> **Instructions to follow**: Find the line containing "split by leg." in the entries below. Restate it and each line after it, word for word, up to and including the line containing "travel during it.".

Stored entries
[Start of section]

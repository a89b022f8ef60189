use std::net::SocketAddr;
use std::time::Duration;

use axum::{
    Router,
    routing::{get, post},
};
use secrecy::ExposeSecret;
use sqlx::postgres::PgPoolOptions;
use tokio::net::TcpListener;
use tracing_subscriber::{EnvFilter, layer::SubscriberExt, util::SubscriberInitExt};

use oxlink::{config::Config, handlers, services::TemporaryLinkIssuer, state::AppState};

#[tokio::main]
async fn main() -> anyhow::Result<()> {
    // ログ初期化（JSON形式、環境変数でレベル制御）
    init_tracing();

    tracing::info!("oxlink 起動中...");

    // 設定読み込み
    let config = Config::load().map_err(|e| {
        tracing::error!(error = ?e, "設定の読み込みに失敗");
        anyhow::anyhow!("Failed to load config: {}", e)
    })?;

    tracing::info!(host = %config.host, port = %config.port, "設定読み込み完了");

    // サーバーアドレスを先に構築（config が move される前に）
    let addr: SocketAddr = format!("{}:{}", config.host, config.port)
        .parse()
        .map_err(|e| {
            tracing::error!(error = ?e, "アドレスのパースに失敗");
            anyhow::anyhow!("Failed to parse address: {}", e)
        })?;

    let sweep_interval = Duration::from_secs(config.link_sweep_interval_secs.max(1));

    // データベース接続プール作成
    let db_pool = PgPoolOptions::new()
        .max_connections(5)
        .connect(config.database_url.expose_secret())
        .await
        .map_err(|e| {
            tracing::error!(error = ?e, "データベース接続に失敗");
            anyhow::anyhow!("Failed to connect to database: {}", e)
        })?;

    tracing::info!("データベース接続完了");

    // AppState 構築
    let state = AppState::new(db_pool, config).map_err(|e| {
        tracing::error!(error = ?e, "AppState の構築に失敗");
        anyhow::anyhow!("Failed to create AppState: {}", e)
    })?;

    // 期限切れリンクの定期削除
    tokio::spawn(sweep_expired_links(state.issuer.clone(), sweep_interval));

    // Router 構築
    let app = create_router(state);

    // サーバー起動
    let listener = TcpListener::bind(&addr).await.map_err(|e| {
        tracing::error!(error = ?e, addr = %addr, "ポートのバインドに失敗");
        anyhow::anyhow!("Failed to bind to {}: {}", addr, e)
    })?;

    tracing::info!(addr = %addr, "サーバー起動");

    // Graceful shutdown 対応
    axum::serve(listener, app)
        .with_graceful_shutdown(shutdown_signal())
        .await
        .map_err(|e| {
            tracing::error!(error = ?e, "サーバーエラー");
            anyhow::anyhow!("Server error: {}", e)
        })?;

    tracing::info!("サーバー終了");

    Ok(())
}

/// tracing の初期化（JSON形式）
fn init_tracing() {
    let env_filter =
        EnvFilter::try_from_default_env().unwrap_or_else(|_| EnvFilter::new("info,oxlink=debug"));

    tracing_subscriber::registry()
        .with(env_filter)
        .with(tracing_subscriber::fmt::layer().json())
        .init();
}

/// Router の構築
fn create_router(state: AppState) -> Router {
    Router::new()
        .route("/api/health", get(handlers::health_check))
        .route("/api/register", post(handlers::register))
        .route("/api/activate", post(handlers::activate_account))
        .route(
            "/api/password/reset-request",
            post(handlers::request_password_reset),
        )
        .route("/api/password/reset", post(handlers::reset_password))
        .with_state(state)
}

/// 期限切れリンクを一定間隔で削除（失敗してもログのみで継続）
async fn sweep_expired_links(issuer: TemporaryLinkIssuer, period: Duration) {
    let mut interval = tokio::time::interval(period);
    loop {
        interval.tick().await;
        if let Err(e) = issuer.sweep_expired().await {
            tracing::error!(error = ?e, "期限切れリンクの削除に失敗");
        }
    }
}

/// Graceful shutdown シグナル待機
async fn shutdown_signal() {
    let ctrl_c = async {
        if let Err(e) = tokio::signal::ctrl_c().await {
            tracing::error!(error = ?e, "Ctrl+C ハンドラーのインストールに失敗");
        }
    };

    #[cfg(unix)]
    let terminate = async {
        match tokio::signal::unix::signal(tokio::signal::unix::SignalKind::terminate()) {
            Ok(mut signal) => {
                signal.recv().await;
            }
            Err(e) => {
                tracing::error!(error = ?e, "SIGTERM ハンドラーのインストールに失敗");
            }
        }
    };

    #[cfg(not(unix))]
    let terminate = std::future::pending::<()>();

    tokio::select! {
        _ = ctrl_c => {
            tracing::info!("Ctrl+C received, starting graceful shutdown");
        }
        _ = terminate => {
            tracing::info!("SIGTERM received, starting graceful shutdown");
        }
    }
}
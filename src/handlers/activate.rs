use axum::{Json, extract::State};
use serde::{Deserialize, Serialize};

use crate::error::AppError;
use crate::models::LinkPurpose;
use crate::services::link_url::link_url_for;
use crate::state::AppState;

#[derive(Debug, Deserialize)]
pub struct ActivateRequest {
    pub token: String,
}

#[derive(Debug, Serialize)]
pub struct ActivateResponse {
    pub message: String,
}

/// POST /api/activate
///
/// 有効化リンクを消費してアカウントを有効化する
///
/// # Security
/// - token はログに出力しない
pub async fn activate_account(
    State(state): State<AppState>,
    Json(request): Json<ActivateRequest>,
) -> Result<Json<ActivateResponse>, AppError> {
    if request.token.trim().is_empty() {
        return Err(AppError::Validation("トークンは必須です".to_string()));
    }

    // 発行時と同じ形式のURLで照合
    let url = link_url_for(&state.config.link_url_base, LinkPurpose::Activate, &request.token);
    let link = state.issuer.consume(&url, LinkPurpose::Activate).await?;

    state.user_repo.activate(link.id).await?;

    tracing::info!(user_id = %link.id, "アカウント有効化完了");

    Ok(Json(ActivateResponse {
        message: "アカウントが有効化されました".to_string(),
    }))
}
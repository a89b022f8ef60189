pub mod config;
pub mod error;
pub mod handlers;
pub mod models;
pub mod repositories;
pub mod services;
pub mod state;
use axum::{Json, extract::State};
use serde::Serialize;

use crate::state::AppState;

/// ヘルスチェックレスポンス
#[derive(Debug, Serialize)]
pub struct HealthResponse {
    pub status: &'static str,
    pub version: &'static str,
    /// メール送信手段（`log` の場合、リンクは実際には配送されない）
    pub mail_transport: &'static str,
}

/// GET /api/health
pub async fn health_check(State(state): State<AppState>) -> Json<HealthResponse> {
    Json(HealthResponse {
        status: "ok",
        version: env!("CARGO_PKG_VERSION"),
        mail_transport: state.mail_transport,
    })
}

#[cfg(test)]
mod tests {
    use sqlx::postgres::PgPoolOptions;

    use super::*;
    use crate::config::Config;

    #[tokio::test]
    async fn test_health_reports_log_transport_without_smtp() {
        let vars = vec![(
            "DATABASE_URL".to_string(),
            "postgres://localhost/oxlink".to_string(),
        )];
        let config: Config = envy::from_iter(vars).unwrap();
        // 接続は実際に使われるまで確立されない
        let pool = PgPoolOptions::new()
            .connect_lazy("postgres://localhost/oxlink")
            .unwrap();
        let state = AppState::new(pool, config).unwrap();

        let response = health_check(State(state)).await;
        assert_eq!(response.status, "ok");
        assert_eq!(response.version, env!("CARGO_PKG_VERSION"));
        assert_eq!(response.mail_transport, "log");
    }
}
use std::error::Error;
use std::sync::Arc;

use futures::future::FutureExt;
use slog::{info, warn};

use co2_survey::config::Settings;
use co2_survey::db::{Db, MemoryDb, PgDb};
use co2_survey::environment::Environment;
use co2_survey::log::initialize_logger;
use co2_survey::render::HtmlRenderer;
use co2_survey::routes;

#[tokio::main]
async fn main() -> Result<(), Box<dyn Error>> {
    dotenv::dotenv().ok();

    let settings = Settings::from_env()?;
    let logger = initialize_logger(settings.log_level);

    info!(logger, "Starting..."; "main_port" => settings.port, "admin_port" => settings.admin_port);
    let logger = Arc::new(logger);

    let db: Arc<dyn Db + Send + Sync> = match &settings.database_url {
        Some(url) => {
            info!(logger, "Creating database pool...");
            let pool = sqlx::PgPool::connect(url).await?;
            let db = PgDb::new(pool);
            db.initialize().await?;
            Arc::new(db)
        }
        None => {
            warn!(logger, "DATABASE_URL is not set; submissions will not outlive this process");
            Arc::new(MemoryDb::new())
        }
    };

    let environment = Environment::new(logger.clone(), db, Arc::new(HtmlRenderer));

    let should_terminate = async {
        tokio::signal::ctrl_c().await.ok();
    }
    .shared();

    let main_server = {
        let should_terminate = should_terminate.clone();
        let routes = routes::make_routes(environment.clone());

        let (_, main_server) = warp::serve(routes)
            .bind_with_graceful_shutdown(([0, 0, 0, 0], settings.port), should_terminate);

        main_server
    };

    let admin_server = {
        let should_terminate = should_terminate.clone();
        let routes = routes::admin::make_healthz_route(environment);

        let (_, admin_server) = warp::serve(routes)
            .bind_with_graceful_shutdown(([0, 0, 0, 0], settings.admin_port), should_terminate);

        admin_server
    };

    tokio::join!(main_server, admin_server);

    info!(logger, "Exiting gracefully...");

    Ok(())
}
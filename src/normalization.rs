use serde::{Deserialize, Deserializer};

/// Normalizes a form value by stripping surrounding whitespace and
/// composing it into Unicode Normalization Form C, so that accented
/// choices compare equal however the browser encoded them.
///
/// ```
/// use co2_survey::normalization::normalize_text;
/// assert_eq!(normalize_text(" Ama\u{301}pa "), "Amápa");
/// ```
pub fn normalize_text(text: impl AsRef<str>) -> String {
    use unicode_normalization::UnicodeNormalization;

    text.as_ref().trim().nfc().to_string()
}

/// Deserializes an optional `String` after running it through
/// `normalize_text`, treating blank values as absent.
pub fn deserialize_option<'de, D>(deserializer: D) -> Result<Option<String>, D::Error>
where
    D: Deserializer<'de>,
{
    let o: Option<String> = Deserialize::deserialize(deserializer)?;
    Ok(o.map(normalize_text).filter(|s| !s.is_empty()))
}
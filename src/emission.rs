use std::fmt;
use std::iter::Sum;
use std::ops::{Add, Sub};

use serde::{Deserialize, Deserializer, Serialize, Serializer};

use crate::errors::BackendError;
use crate::submission::SubmissionInput;
use crate::transport::TransportMode;

/// A mass of CO2, held as an exact number of hundredths of a gram so that
/// sums and differences never drift.
#[derive(Clone, Copy, Debug, Default, PartialEq, Eq, PartialOrd, Ord, Hash)]
pub struct Emission(i64);

/// The largest emission a single leg may have: ten thousand tonnes.
pub const MAX_LEG_GRAMS: f64 = 1e10;

impl Emission {
    pub const ZERO: Emission = Emission(0);

    /// Rounds to the nearest hundredth of a gram.
    pub fn from_grams(grams: f64) -> Self {
        Emission((grams * 100.0).round() as i64)
    }

    pub fn from_centigrams(centigrams: i64) -> Self {
        Emission(centigrams)
    }

    pub fn centigrams(self) -> i64 {
        self.0
    }

    pub fn grams(self) -> f64 {
        self.0 as f64 / 100.0
    }

    pub fn checked_add(self, other: Emission) -> Option<Emission> {
        self.0.checked_add(other.0).map(Emission)
    }

    pub fn checked_sub(self, other: Emission) -> Option<Emission> {
        self.0.checked_sub(other.0).map(Emission)
    }
}

impl Add for Emission {
    type Output = Emission;

    fn add(self, other: Emission) -> Emission {
        Emission(self.0.saturating_add(other.0))
    }
}

impl Sub for Emission {
    type Output = Emission;

    fn sub(self, other: Emission) -> Emission {
        Emission(self.0.saturating_sub(other.0))
    }
}

impl Sum for Emission {
    fn sum<I: Iterator<Item = Emission>>(iter: I) -> Emission {
        iter.fold(Emission::ZERO, Add::add)
    }
}

/// Formats as grams with exactly two decimals.
impl fmt::Display for Emission {
    fn fmt(&self, f: &mut fmt::Formatter<'_>) -> fmt::Result {
        let sign = if self.0 < 0 { "-" } else { "" };
        let magnitude = self.0.unsigned_abs();

        write!(f, "{}{}.{:02}", sign, magnitude / 100, magnitude % 100)
    }
}

impl Serialize for Emission {
    fn serialize<S: Serializer>(&self, serializer: S) -> Result<S::Ok, S::Error> {
        serializer.serialize_f64(self.grams())
    }
}

impl<'de> Deserialize<'de> for Emission {
    fn deserialize<D: Deserializer<'de>>(deserializer: D) -> Result<Self, D::Error> {
        let grams = f64::deserialize(deserializer)?;
        Ok(Emission::from_grams(grams))
    }
}

/// The emissions of one submission, split by leg.
#[derive(Clone, Copy, Debug, PartialEq, Eq, Serialize)]
pub struct EmissionBreakdown {
    pub principal: Emission,
    pub local: Emission,
    pub total: Emission,
}

/// Computes the emissions of the journey to the event and of the daily
/// travel during it.
pub fn compute(input: &SubmissionInput) -> Result<EmissionBreakdown, BackendError> {
    check_distance("principal_distance", input.principal_distance)?;
    check_distance("local_distance", input.local_distance)?;
    check_days(input.event_days)?;

    let principal_grams = input.principal_mode.factor() * input.principal_distance;
    check_leg("principal_distance", principal_grams)?;

    let local_grams =
        input.local_mode.factor() * input.local_distance * f64::from(input.event_days);
    check_leg("local_distance", local_grams)?;

    let principal = principal_emission(&input.principal_mode, input.principal_distance);
    let local = local_emission(&input.local_mode, input.local_distance, input.event_days);
    let total = principal
        .checked_add(local)
        .ok_or_else(|| BackendError::invalid("principal_distance", "is too large"))?;

    Ok(EmissionBreakdown {
        principal,
        local,
        total,
    })
}

pub fn principal_emission(mode: &TransportMode, distance: f64) -> Emission {
    Emission::from_grams(mode.factor() * distance)
}

pub fn local_emission(mode: &TransportMode, distance_per_day: f64, days: u32) -> Emission {
    Emission::from_grams(mode.factor() * distance_per_day * f64::from(days))
}

pub(crate) fn check_distance(field: &'static str, distance: f64) -> Result<(), BackendError> {
    if !distance.is_finite() {
        return Err(BackendError::invalid(field, "must be a finite number"));
    }

    if distance < 0.0 {
        return Err(BackendError::invalid(field, "must not be negative"));
    }

    Ok(())
}

fn check_leg(field: &'static str, grams: f64) -> Result<(), BackendError> {
    if grams > MAX_LEG_GRAMS {
        return Err(BackendError::invalid(field, "is too large"));
    }

    Ok(())
}

pub(crate) fn check_days(days: u32) -> Result<(), BackendError> {
    if days < 1 {
        return Err(BackendError::invalid("event_days", "must be at least 1"));
    }

    Ok(())
}

#[cfg(test)]
mod tests {
    use proptest::prelude::*;

    use super::*;
    use crate::survey::{Origin, ParticipantType};

    fn input(
        principal_mode: &str,
        principal_distance: f64,
        local_mode: &str,
        local_distance: f64,
        event_days: u32,
    ) -> SubmissionInput {
        SubmissionInput {
            email: "sailor@example.com".to_owned(),
            origin: Origin::from("Bahia"),
            participant_type: ParticipantType::Sailor,
            principal_mode: TransportMode::from(principal_mode),
            principal_distance,
            local_mode: TransportMode::from(local_mode),
            local_distance,
            event_days,
        }
    }

    #[test]
    fn car_with_walking_locally() {
        let breakdown = compute(&input("car", 100.0, "bike/walk", 2.0, 3)).unwrap();

        assert_eq!(breakdown.principal.grams(), 9660.0);
        assert_eq!(breakdown.local, Emission::ZERO);
        assert_eq!(breakdown.total.grams(), 9660.0);
    }

    #[test]
    fn plane_with_bus_locally() {
        let breakdown = compute(&input("plane", 500.0, "bus", 5.0, 4)).unwrap();

        assert_eq!(breakdown.principal.grams(), 21500.0);
        assert_eq!(breakdown.local.grams(), 1340.0);
        assert_eq!(breakdown.total.grams(), 22840.0);
    }

    #[test]
    fn unknown_modes_fall_back_to_default_factor() {
        let breakdown = compute(&input("helicopter", 10.0, "helicopter", 10.0, 1)).unwrap();

        assert_eq!(breakdown.principal.grams(), 50.0);
        assert_eq!(breakdown.local.grams(), 50.0);
        assert_eq!(breakdown.total.grams(), 100.0);
    }

    #[test]
    fn zero_days_is_refused() {
        let error = compute(&input("car", 10.0, "car", 1.0, 0)).unwrap_err();

        assert!(matches!(error, BackendError::InvalidInput { field: "event_days", .. }));
    }

    #[test]
    fn negative_distances_are_refused() {
        let error = compute(&input("car", -1.0, "car", 1.0, 1)).unwrap_err();
        assert!(matches!(error, BackendError::InvalidInput { field: "principal_distance", .. }));

        let error = compute(&input("car", 1.0, "car", -0.5, 1)).unwrap_err();
        assert!(matches!(error, BackendError::InvalidInput { field: "local_distance", .. }));
    }

    #[test]
    fn non_finite_distances_are_refused() {
        assert!(compute(&input("car", f64::NAN, "car", 1.0, 1)).is_err());
        assert!(compute(&input("car", 1.0, "car", f64::INFINITY, 1)).is_err());
    }

    #[test]
    fn huge_distances_are_refused() {
        let error = compute(&input("car", 1e300, "car", 1e300, 1)).unwrap_err();
        assert!(matches!(error, BackendError::InvalidInput { field: "principal_distance", .. }));

        let error = compute(&input("car", 1.0, "plane", 1e9, 365)).unwrap_err();
        assert!(matches!(error, BackendError::InvalidInput { field: "local_distance", .. }));
    }

    #[test]
    fn legs_at_the_limit_still_add_up() {
        let breakdown = compute(&input("plane", 1e8, "car", 1e8, 1)).unwrap();

        assert_eq!(breakdown.principal + breakdown.local, breakdown.total);
        assert_eq!(breakdown.total.grams(), 4.3e9 + 9.66e9);
    }

    #[test]
    fn arithmetic_saturates_instead_of_wrapping() {
        let largest = Emission::from_centigrams(i64::MAX);

        assert_eq!(largest.checked_add(Emission::from_centigrams(1)), None);
        assert_eq!(largest + Emission::from_centigrams(1), largest);
        assert_eq!(Emission::from_centigrams(i64::MIN).checked_sub(Emission::from_centigrams(1)), None);
    }

    #[test]
    fn display_uses_two_decimals() {
        assert_eq!(Emission::from_grams(9660.0).to_string(), "9660.00");
        assert_eq!(Emission::from_grams(0.5).to_string(), "0.50");
        assert_eq!(Emission::from_centigrams(-5).to_string(), "-0.05");
        assert_eq!(Emission::from_grams(80.5 * 3.3).to_string(), "265.65");
    }

    fn any_mode() -> impl Strategy<Value = String> {
        prop_oneof![
            Just("car".to_owned()),
            Just("bus".to_owned()),
            Just("plane".to_owned()),
            Just("ferry".to_owned()),
            Just("bike/walk".to_owned()),
            Just("motorcycle".to_owned()),
            Just("train".to_owned()),
            Just("other".to_owned()),
            "[a-z]{1,12}",
        ]
    }

    proptest! {
        #[test]
        fn legs_always_sum_to_total(
            principal_mode in any_mode(),
            principal_distance in 0.0..100_000.0f64,
            local_mode in any_mode(),
            local_distance in 0.0..1_000.0f64,
            event_days in 1u32..60,
        ) {
            let breakdown = compute(&input(&principal_mode, principal_distance, &local_mode, local_distance, event_days)).unwrap();

            prop_assert_eq!(breakdown.principal + breakdown.local, breakdown.total);
            prop_assert!(breakdown.principal >= Emission::ZERO);
            prop_assert!(breakdown.local >= Emission::ZERO);
        }

        #[test]
        fn unlisted_modes_never_fail(mode in "[A-Z][a-z]{0,10}", distance in 0.0..10_000.0f64) {
            let breakdown = compute(&input(&mode, distance, &mode, 0.0, 1)).unwrap();

            prop_assert_eq!(breakdown.principal, Emission::from_grams(5.0 * distance));
        }
    }
}
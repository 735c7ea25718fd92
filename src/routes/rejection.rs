use serde::Serialize;
use warp::reject;

use crate::errors::BackendError;
use crate::submission::RecordId;

#[derive(Debug)]
pub struct Rejection {
    pub(crate) context: Context,
    pub(crate) error: BackendError,
}

impl Rejection {
    pub fn new(context: Context, error: BackendError) -> Self {
        Rejection { context, error }
    }

    pub fn flatten(&self) -> FlattenedRejection {
        FlattenedRejection {
            context: self.context.clone(),
            message: format!("{}", self.error),
        }
    }
}

impl reject::Reject for Rejection {}

#[derive(Debug, Serialize)]
pub struct FlattenedRejection {
    #[serde(flatten)]
    pub(crate) context: Context,
    pub(crate) message: String,
}

#[derive(Clone, Debug, Serialize)]
#[serde(tag = "action", rename_all = "snake_case")]
pub enum Context {
    Aggregate,
    Data,
    Download,
    Report { id: RecordId },
    Submit,
}

impl Context {
    pub fn aggregate() -> Context {
        Context::Aggregate
    }

    pub fn data() -> Context {
        Context::Data
    }

    pub fn download() -> Context {
        Context::Download
    }

    pub fn report(id: RecordId) -> Context {
        Context::Report { id }
    }

    pub fn submit() -> Context {
        Context::Submit
    }
}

[End of section]

> **Result of this task**:
/// The emissions of one submission, split by leg.
#[derive(Clone, Copy, Debug, PartialEq, Eq, Serialize)]
pub struct EmissionBreakdown {
    pub principal: Emission,
    pub local: Emission,
    pub total: Emission,
}

/// Computes the emissions of the journey to the event and of the daily
/// travel during it.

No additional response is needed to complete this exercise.